20180702 MARTES

Mathematics

I use Online LaTeX Equation Editor to write formulas in LATEX.

结构风险定义

\[R_{srm}(f)=\frac{1}{N}\sum_{i=1}^{N}L(y_{i},f(x_{i}))+\lambda J(f)\]

训练数据集的平均损失

\[R_{emp}(\widehat{f}) = \frac{1}{N}\sum_{i=1}^{N}L(y_{i},\widehat{f}(x_{i}))\]

测试误差

\[e_{test} = \frac{1}{N^{'}}\sum_{i=1}^{N^{'}}L(y_{i},\widehat{f}(x_{i}))\]

公司安排学习机器学习的知识。这周开始，学习《统计学习方法》。这里记录一下学习中的公式。

GitHub 对 AsciiDoctor 的支持不好，这块的公式只能显示出原始内容。

Algorithm

Median of Two Sorted Arrays - LeetCode

There are two sorted arrays nums1 and nums2 of size m and n respectively.

Find the median of the two sorted arrays. The overall run time complexity should be O(log (m+n)).

Unresolved include directive in modules/ROOT/pages/20180702.adoc - include::https://raw.githubusercontent.com/diguage/leetcode/master/src/main/java/com/diguage/algorithm/leetcode/MedianOfTwoSortedArrays.java[]

Review

I read the Raft paper this week.
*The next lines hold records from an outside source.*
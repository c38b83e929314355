pub mod check;
pub mod graph;
pub mod query;
pub mod roundtrip;
pub mod transform;

use std::path::Path;

use anyhow::{bail, Context, Result};
use feeder_core::Document;
use feeder_io::parse_file;

/// Parse a model given on the command line.
pub fn load_model(input: &Path) -> Result<Document> {
    if !input.exists() {
        bail!("Input '{}' does not exist", input.display());
    }
    parse_file(input).with_context(|| format!("parsing feeder model {}", input.display()))
}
My notes on the paper is followings:

Abstract

Raft is a consensus algorithm for managing a replicated log.

What did Raft solve? How to use it?

Introduction

Inder to improve understandability, Raft decompose some component and state space reduction.

leader election
log replication
safety
Cluster membership changes
Log compaction

Raft has several novel features:

Strong leader
Leader election
Membership changes

Replicated state machines

Consensus algorithms typically arise in the context of replicated state machines.

Replicated state machines are typically implemented using a replicated log.

Keeping the replicated log consistent is the job of the consensus algorithm.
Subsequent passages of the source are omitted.